Using resource groups, we can deploy, manage, and monitor all the resources for a group of services at once, rather than handling resources individually.
---
### Exercise 4.3 In the previous command, what does sku refer to? Feel free to look up on the Azure website to find the answer.
**Answer**:
SKU stands for **stock keeping unit**. It usually means item of a store that is tradable. In the context of Microsoft Azure, the choice of sku determines the resources of our virtual machines (Disk size, RAM size, number of cores etc.)
---
### Ex 4.4 Write the exact Docker command that you use to tag the images.
**Answer**:
The command that we executed is:
```bash=
docker tag aubynken/tripmeal-web:1.0 tripmeallab.azurecr.io/tripmeal-web:latest
```
And:
```bash=
docker tag aubynken/tripmeal-db:1.0 tripmeallab.azurecr.io/tripmeal-db:latest
```
---
### Exercise 4.5 Can you tell the meaning of the options in the previous command?
**Answer**:
- `--resource-group` is used to indicate the resource group that the cluster corresponds to
- `name` is simply the name of the cluster
- `node_count` is the number of nodes we want to have in our node pool
- `generate-ssh-keys`: generate SSH public and private key files if missing.
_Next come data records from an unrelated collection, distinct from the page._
pub mod cli;
pub mod commands;
pub mod config;
pub mod error;
pub mod logging;
pub mod output;
pub mod styles;
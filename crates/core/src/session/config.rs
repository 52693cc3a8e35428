use std::fmt;
use std::str::FromStr;

use serde::{Deserialize, Serialize};
use serde_json::{Map, Value, json};

/// Default chromedriver endpoint.
pub const DEFAULT_WEBDRIVER_URL: &str = "http://localhost:9515";

/// Browser engine requested from the WebDriver endpoint.
#[derive(Clone, Copy, Debug, Default, PartialEq, Eq, Serialize, Deserialize)]
#[serde(rename_all = "lowercase")]
pub enum BrowserKind {
	/// Google Chrome / Chromium via chromedriver
	#[default]
	Chrome,
	/// Mozilla Firefox via geckodriver
	Firefox,
}

impl fmt::Display for BrowserKind {
	fn fmt(&self, f: &mut fmt::Formatter<'_>) -> fmt::Result {
		match self {
			BrowserKind::Chrome => write!(f, "chrome"),
			BrowserKind::Firefox => write!(f, "firefox"),
		}
	}
}

impl FromStr for BrowserKind {
	type Err = String;

	fn from_str(s: &str) -> Result<Self, Self::Err> {
		match s.to_ascii_lowercase().as_str() {
			"chrome" | "chromium" => Ok(BrowserKind::Chrome),
			"firefox" => Ok(BrowserKind::Firefox),
			other => Err(format!("unsupported browser: {other}")),
		}
	}
}

/// Fully owned browser-session configuration.
#[derive(Debug, Clone, PartialEq, Eq)]
pub struct SessionConfig {
	/// WebDriver endpoint to connect to.
	pub webdriver_url: String,
	/// Browser engine to launch.
	pub browser_kind: BrowserKind,
	/// Whether the browser runs without a visible window.
	pub headless: bool,
	/// Disable the browser sandbox (required in most containers).
	pub disable_sandbox: bool,
	/// Leave the browser window open when the program exits without releasing.
	pub keep_window_open: bool,
	/// Maximize the window after launch.
	pub maximize: bool,
}

impl SessionConfig {
	/// Creates a baseline config: visible Chrome, sandbox disabled, closes on exit.
	pub fn new() -> Self {
		Self {
			webdriver_url: DEFAULT_WEBDRIVER_URL.to_string(),
			browser_kind: BrowserKind::default(),
			headless: false,
			disable_sandbox: true,
			keep_window_open: false,
			maximize: true,
		}
	}

	/// Preset for driving the cafeteria page. The caller owns the window's lifetime.
	pub fn cafeteria(headless: bool) -> Self {
		Self {
			headless,
			..Self::new()
		}
	}

	/// Preset for the chat client: visible, and left open after exit so the
	/// operator can keep the paired session.
	pub fn messaging() -> Self {
		Self {
			headless: false,
			keep_window_open: true,
			..Self::new()
		}
	}

	/// Builds the WebDriver capabilities for this config.
	pub fn capabilities(&self) -> Map<String, Value> {
		let mut caps = Map::new();

		match self.browser_kind {
			BrowserKind::Chrome => {
				let mut args = Vec::new();
				if self.headless {
					args.push("--headless=new");
				}
				if self.disable_sandbox {
					args.push("--no-sandbox");
					args.push("--disable-dev-shm-usage");
				}

				let mut opts = Map::new();
				opts.insert("args".to_string(), json!(args));
				if self.keep_window_open {
					opts.insert("detach".to_string(), json!(true));
				}
				caps.insert("browserName".to_string(), json!("chrome"));
				caps.insert("goog:chromeOptions".to_string(), Value::Object(opts));
			}
			BrowserKind::Firefox => {
				let args: Vec<&str> = if self.headless { vec!["--headless"] } else { Vec::new() };
				caps.insert("browserName".to_string(), json!("firefox"));
				caps.insert("moz:firefoxOptions".to_string(), json!({ "args": args }));
			}
		}

		caps
	}
}

impl Default for SessionConfig {
	fn default() -> Self {
		Self::new()
	}
}
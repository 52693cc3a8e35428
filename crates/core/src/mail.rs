//! Outbound e-mail over SMTP with implicit TLS.

use std::fmt;

use lettre::message::header::ContentType;
use lettre::message::{Mailbox, Message};
use lettre::transport::smtp::authentication::Credentials;
use lettre::{AsyncSmtpTransport, AsyncTransport, Tokio1Executor};
use serde::{Deserialize, Serialize};
use tracing::{info, warn};

use crate::error::{Error, Result};

pub const DEFAULT_SMTP_RELAY: &str = "smtp.gmail.com";
pub const DEFAULT_SMTP_PORT: u16 = 465;

/// SMTP relay and account.
#[derive(Clone, PartialEq, Eq, Serialize, Deserialize)]
#[serde(default)]
pub struct MailConfig {
	pub relay: String,
	pub port: u16,
	pub username: String,
	#[serde(skip_serializing)]
	pub password: String,
}

impl Default for MailConfig {
	fn default() -> Self {
		Self {
			relay: DEFAULT_SMTP_RELAY.to_string(),
			port: DEFAULT_SMTP_PORT,
			username: String::new(),
			password: String::new(),
		}
	}
}

impl fmt::Debug for MailConfig {
	fn fmt(&self, f: &mut fmt::Formatter<'_>) -> fmt::Result {
		f.debug_struct("MailConfig")
			.field("relay", &self.relay)
			.field("port", &self.port)
			.field("username", &self.username)
			.field("password", &"<redacted>")
			.finish()
	}
}

/// A plain-text message.
#[derive(Debug, Clone, PartialEq, Eq, Serialize, Deserialize)]
pub struct OutgoingMail {
	pub from: String,
	pub to: Vec<String>,
	pub subject: String,
	pub body: String,
}

/// Outcome of [`Mailer::deliver`].
#[derive(Debug, Clone, PartialEq, Eq, Serialize, Deserialize)]
pub struct MailReceipt {
	pub sent: bool,
	pub detail: String,
}

pub struct Mailer {
	config: MailConfig,
}

impl Mailer {
	pub fn new(config: MailConfig) -> Self {
		Self { config }
	}

	pub fn config(&self) -> &MailConfig {
		&self.config
	}

	/// Builds the MIME message without sending it.
	pub fn build_message(mail: &OutgoingMail) -> Result<Message> {
		if mail.to.is_empty() {
			return Err(Error::Mail("at least one recipient is required".to_string()));
		}

		let from = parse_mailbox(&mail.from)?;
		let mut builder = Message::builder().from(from).subject(mail.subject.as_str()).header(ContentType::TEXT_PLAIN);
		for to in &mail.to {
			builder = builder.to(parse_mailbox(to)?);
		}

		builder
			.body(mail.body.clone())
			.map_err(|e| Error::Mail(format!("failed to build message: {e}")))
	}

	/// Sends `mail` through the configured relay.
	pub async fn send(&self, mail: &OutgoingMail) -> Result<()> {
		let message = Self::build_message(mail)?;

		let transport = AsyncSmtpTransport::<Tokio1Executor>::relay(&self.config.relay)
			.map_err(|e| Error::Mail(format!("invalid relay '{}': {e}", self.config.relay)))?
			.port(self.config.port)
			.credentials(Credentials::new(self.config.username.clone(), self.config.password.clone()))
			.build();

		info!(target = "cafe", relay = %self.config.relay, recipients = mail.to.len(), "send mail");
		transport
			.send(message)
			.await
			.map_err(|e| Error::Mail(format!("failed to send email: {e}")))?;
		Ok(())
	}

	/// Like [`send`](Self::send), folding the outcome into a receipt.
	pub async fn deliver(&self, mail: &OutgoingMail) -> MailReceipt {
		match self.send(mail).await {
			Ok(()) => MailReceipt {
				sent: true,
				detail: format!("sent to {}", mail.to.join(", ")),
			},
			Err(err) => {
				warn!(target = "cafe", error = %err, "mail not sent");
				MailReceipt {
					sent: false,
					detail: err.to_string(),
				}
			}
		}
	}
}

fn parse_mailbox(address: &str) -> Result<Mailbox> {
	address
		.trim()
		.parse::<Mailbox>()
		.map_err(|e| Error::Mail(format!("invalid address '{address}': {e}")))
}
- `attach-acr` : give the "acrpull" role assignment to the azure container registry. This role is used to pull images.
---
### Exercise 4.6 Look at the names of the images of each service in that file. How must these names change? Modify the file accordingly
**Answer**:
`image: aubynken/tripmeal-web:1.0` should be changed to `xxx.azurecr.io/tripmeal-web:latest`, where xxx.zaurecr.io represents the "acrloginserver" that azure asigned to us. The same goes for the database image.